Man tortured by Jonathan Dowdall asks how was he allowed testify in Regency trial
“I felt personally betrayed this was allowed to happen and it belittled the impact of what he did to me”
Patrick O’ConnellSunday World
Yesterday at 21:40
A man who was water-boarded by Hutch trial State witness Jonathan Dowdall says he believes the prosecution “was tainted from day one by the use of the convicted criminal as a witness”.
He has now called for legislation to restrict the use of testimony by convicted criminals in future trials, saying that unless every word of their testimony can be independently verified, it should not be used.
It comes after the Special Criminal Court found Gerry ‘The Monk’ Hutch not guilty of the murder of David Byrne at the Regency Hotel in north Dublin in February 2016.
In the judgment, Ms Justice Tara Burns, presiding, said while the court was satisfied that members of the Hutch family were responsible for the Regency attack, it was not satisfied beyond reasonable doubt that Gerard Hutch was guilty of murder.
Ms Justice Burns also cast doubt over Jonathan Dowdall’s credibility as a witness in her lengthy judgement, saying the court was “not prepared to act on his statement alone”
Dowdall’s victim, who survived a horror ordeal during which he was warned he would be “chopped up and fed to the dogs”, also revealed the use of Dowdall as a witness had left him feeling betrayed and belittled the impact the episode has had on his life.
“I was absolutely against it from day one,” he said.

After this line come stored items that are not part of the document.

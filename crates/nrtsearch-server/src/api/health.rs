//! Health check endpoint

use crate::NodeServer;
use axum::extract::{Json, State};
use nrtsearch_protocol::HealthResponse;
use std::sync::Arc;

/// `GET /health`
pub async fn health_check(State(server): State<Arc<NodeServer>>) -> Json<HealthResponse> {
    let node = &server.node;
    tracing::trace!("Health check after {:?} uptime", server.started_at.elapsed());
    Json(HealthResponse {
        status: "ok".to_string(),
        version: env!("CARGO_PKG_VERSION").to_string(),
        node_name: node.node_name().to_string(),
        index_name: node.index_name().to_string(),
        role: node.role().to_string(),
        active_version: node.current_version(),
    })
}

“I felt personally betrayed this was allowed to happen and it belittled the impact of what he did to me.
“This was an individual who had demonstrated previously that not only was he capable of organising and executing an act of great violence, but he was also happy to lie about it on the stand.
“That for me raised so many red flags and I think it should have precluded his being used as a witness.

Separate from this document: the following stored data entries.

//! Client side of the replication endpoint
//!
//! A [`PrimaryConnection`] is one TCP connection to a node's replication
//! endpoint after a successful Hello/Welcome handshake. Every frame read is
//! bounded by the configured read timeout.

use super::protocol::{PROTOCOL_VERSION, ReplicationMessage};
use super::publisher::SearcherVersion;
use crate::nrt::{ManifestDelta, NrtPoint, SegmentFile, Version};
use crate::{Error, Result};
use std::collections::HashMap;
use std::net::SocketAddr;
use std::path::{Path, PathBuf};
use std::time::Duration;
use tokio::io::AsyncWriteExt;
use tokio::net::TcpStream;

/// Transfer header as received by a replica
#[derive(Debug, Clone)]
pub struct TransferHeader {
    /// Target point
    pub point: NrtPoint,
    /// True when the replica's version was unknown or pruned
    pub full_copy: bool,
    /// Files added/removed relative to the replica's version
    pub delta: ManifestDelta,
}

/// Files written to a staging directory by [`PrimaryConnection::fetch_files`]
#[derive(Debug, Default)]
pub struct FetchedFiles {
    /// Staged path per file name
    pub staged: HashMap<String, PathBuf>,
    /// Total bytes received
    pub bytes: u64,
}

/// Connection to a replication endpoint
pub struct PrimaryConnection {
    stream: TcpStream,
    addr: SocketAddr,
    read_timeout: Duration,
    peer_name: String,
    peer_is_primary: bool,
    peer_version: Version,
}

impl PrimaryConnection {
    /// Connect and perform the handshake
    pub async fn connect(
        addr: SocketAddr,
        node_name: &str,
        index_name: &str,
        connect_timeout: Duration,
        read_timeout: Duration,
    ) -> Result<Self> {
        tracing::debug!("Connecting to replication endpoint {}", addr);
        let stream = tokio::time::timeout(connect_timeout, TcpStream::connect(addr))
            .await
            .map_err(|_| Error::timeout(format!("Connecting to {}", addr)))??;
        stream.set_nodelay(true)?;

        let mut connection = Self {
            stream,
            addr,
            read_timeout,
            peer_name: String::new(),
            peer_is_primary: false,
            peer_version: 0,
        };

        let hello = ReplicationMessage::Hello {
            node_name: node_name.to_string(),
            index_name: index_name.to_string(),
            protocol_version: PROTOCOL_VERSION,
        };
        match connection.request(&hello).await? {
            ReplicationMessage::Welcome {
                node_name,
                is_primary,
                current_version,
            } => {
                tracing::debug!(
                    "Connected to {} at {} (primary: {}, version {})",
                    node_name,
                    addr,
                    is_primary,
                    current_version
                );
                connection.peer_name = node_name;
                connection.peer_is_primary = is_primary;
                connection.peer_version = current_version;
            }
            other => return Err(unexpected("Welcome", &other)),
        }
        Ok(connection)
    }

    /// Remote address
    pub fn addr(&self) -> SocketAddr {
        self.addr
    }

    /// Node name announced by the peer
    pub fn peer_name(&self) -> &str {
        &self.peer_name
    }

    /// Whether the peer is the primary for the index
    pub fn peer_is_primary(&self) -> bool {
        self.peer_is_primary
    }

    /// Version announced in the handshake
    pub fn peer_version(&self) -> Version {
        self.peer_version
    }

    /// Latest published point on the primary
    pub async fn latest_point(&mut self) -> Result<NrtPoint> {
        match self.request(&ReplicationMessage::GetLatestPoint).await? {
            ReplicationMessage::LatestPoint { point } => Ok(point),
            other => Err(unexpected("LatestPoint", &other)),
        }
    }

    /// Ask what is needed to reach the latest point; `None` asks for a full copy
    pub async fn get_segment_files(&mut self, since_version: Option<Version>) -> Result<TransferHeader> {
        match self
            .request(&ReplicationMessage::GetSegmentFiles { since_version })
            .await?
        {
            ReplicationMessage::TransferHeader {
                point,
                full_copy,
                delta,
            } => Ok(TransferHeader {
                point,
                full_copy,
                delta,
            }),
            other => Err(unexpected("TransferHeader", &other)),
        }
    }

    /// Fetch `files` of the leased `version` into `staging_dir`.
    ///
    /// Chunk checksums are verified on arrival; whole-file checksums are left
    /// to the engine when the file is installed.
    pub async fn fetch_files(
        &mut self,
        version: Version,
        files: &[SegmentFile],
        staging_dir: &Path,
    ) -> Result<FetchedFiles> {
        let names: Vec<String> = files.iter().map(|f| f.name.clone()).collect();
        ReplicationMessage::FetchFiles { version, names }
            .write_to(&mut self.stream)
            .await?;

        let mut fetched = FetchedFiles::default();
        let mut current: Option<(String, tokio::fs::File, u32)> = None;

        loop {
            match self.recv().await? {
                ReplicationMessage::FileChunk {
                    name,
                    chunk_index,
                    last,
                    data,
                    checksum,
                } => {
                    if crc32fast::hash(&data) != checksum {
                        return Err(Error::replication(format!(
                            "Chunk {} of {} failed its checksum",
                            chunk_index, name
                        )));
                    }
                    if !files.iter().any(|f| f.name == name) {
                        return Err(Error::replication(format!("Unrequested file {}", name)));
                    }

                    let (file_name, mut file, expected_index) = match current.take() {
                        Some(open) if open.0 == name => open,
                        Some(open) => {
                            return Err(Error::replication(format!(
                                "Transfer of {} interrupted by {}",
                                open.0, name
                            )));
                        }
                        None => {
                            let path = staging_dir.join(&name);
                            let file = tokio::fs::File::create(&path).await?;
                            fetched.staged.insert(name.clone(), path);
                            (name, file, 0)
                        }
                    };
                    if chunk_index != expected_index {
                        return Err(Error::replication(format!(
                            "Chunk index mismatch for {}: expected {}, got {}",
                            file_name, expected_index, chunk_index
                        )));
                    }

                    file.write_all(&data).await?;
                    fetched.bytes += data.len() as u64;
                    if last {
                        file.sync_all().await?;
                    } else {
                        current = Some((file_name, file, expected_index + 1));
                    }
                }
                ReplicationMessage::TransferComplete {
                    version: completed,
                    files: count,
                    ..
                } => {
                    if let Some((name, _, _)) = current {
                        return Err(Error::replication(format!("Transfer ended inside {}", name)));
                    }
                    if completed != version || count as usize != fetched.staged.len() {
                        return Err(Error::replication(format!(
                            "Truncated transfer: got {} of {} files for version {}",
                            fetched.staged.len(),
                            count,
                            completed
                        )));
                    }
                    return Ok(fetched);
                }
                other => return Err(unexpected("FileChunk", &other)),
            }
        }
    }

    /// Trigger a refresh on the peer
    pub async fn write_nrt_point(&mut self, index_name: &str) -> Result<SearcherVersion> {
        let request = ReplicationMessage::WriteNrtPoint {
            index_name: index_name.to_string(),
        };
        match self.request(&request).await? {
            ReplicationMessage::SearcherVersion {
                version,
                did_refresh,
            } => Ok(SearcherVersion {
                version,
                did_refresh,
            }),
            other => Err(unexpected("SearcherVersion", &other)),
        }
    }

    /// Round-trip a heartbeat
    pub async fn ping(&mut self) -> Result<Duration> {
        let started = std::time::Instant::now();
        let timestamp = chrono::Utc::now().timestamp_millis() as u64;
        match self.request(&ReplicationMessage::Ping { timestamp }).await? {
            ReplicationMessage::Pong { timestamp: echoed } if echoed == timestamp => Ok(started.elapsed()),
            other => Err(unexpected("Pong", &other)),
        }
    }

    async fn request(&mut self, message: &ReplicationMessage) -> Result<ReplicationMessage> {
        message.write_to(&mut self.stream).await?;
        self.recv().await
    }

    /// Read one frame; error frames become [`Error::Remote`]
    async fn recv(&mut self) -> Result<ReplicationMessage> {
        let message = tokio::time::timeout(
            self.read_timeout,
            ReplicationMessage::read_from(&mut self.stream),
        )
        .await
        .map_err(|_| Error::timeout(format!("No response from {} within {:?}", self.addr, self.read_timeout)))??;

        match message {
            ReplicationMessage::Error { code, message } => Err(Error::Remote { code, message }),
            other => Ok(other),
        }
    }
}

fn unexpected(expected: &str, got: &ReplicationMessage) -> Error {
    Error::replication(format!(
        "Expected {} message, got {:?}",
        expected,
        got.message_type()
    ))
}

“I couldn’t understand how he could be seen as a credible witness.
“I don’t know how this was allowed – his copy book had been blotted so much.”
Dowdall was originally due to go on trial alongside Hutch for the murder of David Byrne.

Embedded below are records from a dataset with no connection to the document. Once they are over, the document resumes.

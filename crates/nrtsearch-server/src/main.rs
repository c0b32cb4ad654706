//! nrtsearch server binary
//!
//! Hosts one index node. The HTTP API serves ingestion and search; a second
//! TCP listener serves replication to replicas (on a primary) or the
//! handshake and ping requests (on a replica).

use clap::Parser;
use nrtsearch_core::{IndexNode, ReplicationServer};
use nrtsearch_server::{NodeServer, config::Config, router};
use std::path::PathBuf;
use std::sync::Arc;
use tokio::net::TcpListener;
use tracing::{info, warn};
use tracing_subscriber::{layer::SubscriberExt, util::SubscriberInitExt};

/// nrtsearch server CLI arguments
#[derive(Parser, Debug)]
#[command(name = "nrtsearch-server")]
#[command(about = "Near-real-time search node (primary or replica)", long_about = None)]
struct Args {
    /// Enable verbose logging
    #[arg(long, short = 'v')]
    verbose: bool,

    /// TOML configuration file; NRTSEARCH_* variables override it
    #[arg(long, short = 'c')]
    config: Option<PathBuf>,
}

#[tokio::main]
async fn main() -> anyhow::Result<()> {
    let args = Args::parse();

    let filter = if args.verbose {
        tracing_subscriber::EnvFilter::try_from_default_env()
            .unwrap_or_else(|_| "nrtsearch_server=debug,nrtsearch_core=debug,tower_http=debug".into())
    } else {
        tracing_subscriber::EnvFilter::try_from_default_env()
            .unwrap_or_else(|_| "nrtsearch_server=warn,nrtsearch_core=warn,tower_http=warn".into())
    };
    tracing_subscriber::registry()
        .with(filter)
        .with(tracing_subscriber::fmt::layer())
        .init();

    let config = Config::load(args.config.as_deref())?;
    info!(
        "Starting {} node {} for index {} (data in {:?})",
        config.node.role, config.node.node_name, config.node.index_name, config.node.data_dir
    );

    let node = IndexNode::open(config.node.clone())?;

    let replication = Arc::new(
        ReplicationServer::bind(config.node.replication.bind_addr, node.clone()).await?,
    );
    let replication_task = replication.spawn();
    node.start_background();

    let app = router(Arc::new(NodeServer::new(node.clone())));
    let listener = TcpListener::bind(&config.addr).await?;
    info!("HTTP API listening on {}", listener.local_addr()?);

    axum::serve(listener, app)
        .with_graceful_shutdown(shutdown_signal())
        .await?;

    info!("Shutting down");
    replication.stop();
    match replication_task.await {
        Ok(Err(e)) => warn!("Replication endpoint stopped with error: {}", e),
        Err(e) => warn!("Replication endpoint task failed: {}", e),
        Ok(Ok(())) => {}
    }
    node.close().await?;
    Ok(())
}

async fn shutdown_signal() {
    if let Err(e) = tokio::signal::ctrl_c().await {
        warn!("Failed to listen for shutdown signal: {}", e);
        std::future::pending::<()>().await;
    }
}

But the murder charge was dropped after he pleaded guilty to facilitating the killing and agreed to testify against his former co-accused.
Dowdall was sentenced to four years in prison for facilitating the murder the day before Hutch’s trial began.
Such was the extent of the victim’s dismay at the use of Dowdall as a witness in the trial, he publicly offered to give testimony on behalf of the defence in relation to the former Sinn Fein councillor’s past crimes.
Both Jonathan Dowdall and his father, Patrick, were convicted of falsely imprisoning and threatening to kill a man at an address on Navan Road, Dublin 7 on January 15, 2015.
They both served prison sentences for those offences and were released in April of last year.
It was during a garda raid on Jonathan Dowdall’s home in connection to the Regency Hotel shooting that footage was recovered of the torture episode.
During the Dowdalls’ trial for false imprisonment and threats to kill, the Special Criminal Court heard how their victim visited the home on the Navan Road on January 12, 2015, about the purchase of a motorbike.
Three days later, Jonathan Dowdall invited the victim back to his home for dinner, but instead he was pushed into the garage where his wrists, chest and legs were tied to the chair with cable ties.
The victim was accused of being a thief and of trying to steal a car from another person.
Footage recorded on a mobile phone, and later obtained by gardai in a search of Jonathan Dowdall’s home, showed the former politician wearing a balaclava and holding a tea-towel to the victim’s face before pouring water over his head.
The victim was told he was stupid to mess with the IRA and his parents would be dead within 48 hours of his own disappearance if he told gardai.
The court also heard that at one stage Patrick Dowdall pulled out a silver pliers and threatened to pull the victim’s fingers off.
Gerry Hutch leaves court
Speaking with the Sunday World, he was sickened by the fact Dowdall appeared to have gained by giving evidence at the Hutch trial.
“I am sickened by the fact the murder charge was dropped against Dowdall – even though this man was a convicted torturer and supplied the room card used by one of the hit team.
“I think his use as a witness could be considered good grounds for appeal.
“This man admitted on the stand lying in court about what he did to me.
“And then he offered evidence in the trial that appeared to me to be simply not credible.
“And I say that from following the case and looking at the various aspects of it.
“He admitted himself he is a dishonest individual and he is more than happy to do whatever he needs to get himself out of any situation.
“It very much tainted the case, and I would ask why he was ever considered a suitable candidate for the witness protection programme.
“I do think there needs to be legislation introduced around the use of convicted criminals in murder trials.
“Their testimony should not be relied upon unless every word can be independently verified.”